DATA TO PROCESS Block Start

// Web-side wiring constants.

// Host element the page is mounted into
pub const MOUNT_ID: &str = "app";

// DOM event names
pub const EV_POINTER_MOVE: &str = "pointermove";
pub const EV_MOUSE_ENTER: &str = "mouseenter";
pub const EV_MOUSE_LEAVE: &str = "mouseleave";
pub const EV_SCROLL: &str = "scroll";
pub const EV_RESIZE: &str = "resize";
pub const EV_CLICK: &str = "click";
pub const EV_SUBMIT: &str = "submit";

// Selector for scroll-tracked elements
pub const TRACKED_SELECTOR: &str = "[data-track]";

DATA TO PROCESS Block End

◆ HOW TO COMPLETE THIS TASK ◆
Write out the entries above once more, without altering anything.

◆ OUTPUT BELOW ◆
// Web-side wiring constants.

// Host element the page is mounted into
pub const MOUNT_ID: &str = "app";

// DOM event names
pub const EV_POINTER_MOVE: &str = "pointermove";
pub const EV_MOUSE_ENTER: &str = "mouseenter";
pub const EV_MOUSE_LEAVE: &str = "mouseleave";
pub const EV_SCROLL: &str = "scroll";
pub const EV_RESIZE: &str = "resize";
pub const EV_CLICK: &str = "click";
pub const EV_SUBMIT: &str = "submit";

// Selector for scroll-tracked elements
pub const TRACKED_SELECTOR: &str = "[data-track]";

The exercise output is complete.